In Senegal, decentralized renewable energy is transforming rural economies, especially in the north. Programmes like PAER and Progrès Lait use off-grid solar to power agriculture, reduce waste and support women’s and youthled businesses. These systems bypass exclusionary infrastructure, enabling communities to control energy use and production. They foster jobs, food security and education, while shifting economic and political power locally. Grounded in community needs, they offer a more inclusive, resilient alternative to top-down energy governance.
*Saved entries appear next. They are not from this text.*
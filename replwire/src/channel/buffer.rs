//! Read-ahead buffer for connection data.
//!
//! Bytes received from the interpreter land here until a read operation
//! claims them. Searches only ever split the buffer at a match end, so
//! unclaimed bytes stay in order for the next read.

use bytes::BytesMut;
use memchr::memmem;
use regex::bytes::Regex;

/// Buffer of received-but-unclaimed bytes.
#[derive(Debug)]
pub struct ReadBuffer {
    buffer: BytesMut,
}

impl ReadBuffer {
    /// Create a new empty buffer.
    pub fn new() -> Self {
        Self {
            buffer: BytesMut::with_capacity(4096),
        }
    }

    /// Append newly received data.
    pub fn extend(&mut self, data: &[u8]) {
        self.buffer.extend_from_slice(data);
    }

    /// Find the end offset of the first occurrence of `needle`.
    pub fn find(&self, needle: &[u8]) -> Option<usize> {
        memmem::find(&self.buffer, needle).map(|start| start + needle.len())
    }

    /// Find the end offset of the first match of `pattern`.
    pub fn find_pattern(&self, pattern: &Regex) -> Option<usize> {
        pattern.find(&self.buffer).map(|m| m.end())
    }

    /// Take the first `n` bytes (or everything, if fewer are buffered).
    pub fn take(&mut self, n: usize) -> Vec<u8> {
        let n = n.min(self.buffer.len());
        self.buffer.split_to(n).to_vec()
    }

    /// Take everything that is buffered.
    pub fn take_all(&mut self) -> Vec<u8> {
        self.buffer.split().to_vec()
    }

    /// Get a reference to the buffer contents.
    pub fn as_slice(&self) -> &[u8] {
        &self.buffer
    }

    /// Get the current buffer length.
    pub fn len(&self) -> usize {
        self.buffer.len()
    }

    /// Check if the buffer is empty.
    pub fn is_empty(&self) -> bool {
        self.buffer.is_empty()
    }
}

impl Default for ReadBuffer {
    fn default() -> Self {
        Self::new()
    }
}

#[cfg(test)]
mod tests {
    use super::*;

    #[test]
    fn test_find_returns_match_end() {
        let mut buffer = ReadBuffer::new();
        buffer.extend(b"paste mode\n=== ");
        assert_eq!(buffer.find(b"=== "), Some(15));
        assert_eq!(buffer.find(b"#~eos~"), None);
    }

    #[test]
    fn test_take_preserves_remainder() {
        let mut buffer = ReadBuffer::new();
        buffer.extend(b"first\nsecond");
        let end = buffer.find(b"\n").unwrap();
        assert_eq!(buffer.take(end), b"first\n");
        assert_eq!(buffer.as_slice(), b"second");
        assert_eq!(buffer.take(100), b"second");
        assert!(buffer.is_empty());
    }

    #[test]
    fn test_find_pattern() {
        let mut buffer = ReadBuffer::new();
        buffer.extend(b"12>>> 34");
        let pattern = Regex::new(r"\n|>>> ").unwrap();
        assert_eq!(buffer.find_pattern(&pattern), Some(6));
    }

    #[test]
    fn test_take_all_clears_buffer() {
        let mut buffer = ReadBuffer::new();
        buffer.extend(b"test data");
        assert_eq!(buffer.take_all(), b"test data");
        assert!(buffer.is_empty());
        assert!(buffer.take_all().is_empty());
    }
}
Urban areas also hold potential for transformative decentralization. In Brazilian favelas such as Complexo do Alemão and Paraisópolis, residents face energy injustices through inflated tariffs, frequent outages and discriminatory infrastructure. Grassroots solar cooperatives are reclaiming energy autonomy, pushing back against systemic racism and exclusion. Whether rural or urban, these decentralized systems operate independently from national grids, rooting energy in community control. They foster economic inclusion, resilience and energy sovereignty, especially when supported by public investment and enabling policy.
In all these cases, the core shift is not just technical, but also political. Whether through decentralized systems or inclusive public planning, the goal is to shift control away from monopolies and toward the people and places most affected. When supported by public investment and enabling policy, energy systems can be transformed into tools for justice, equity and repair.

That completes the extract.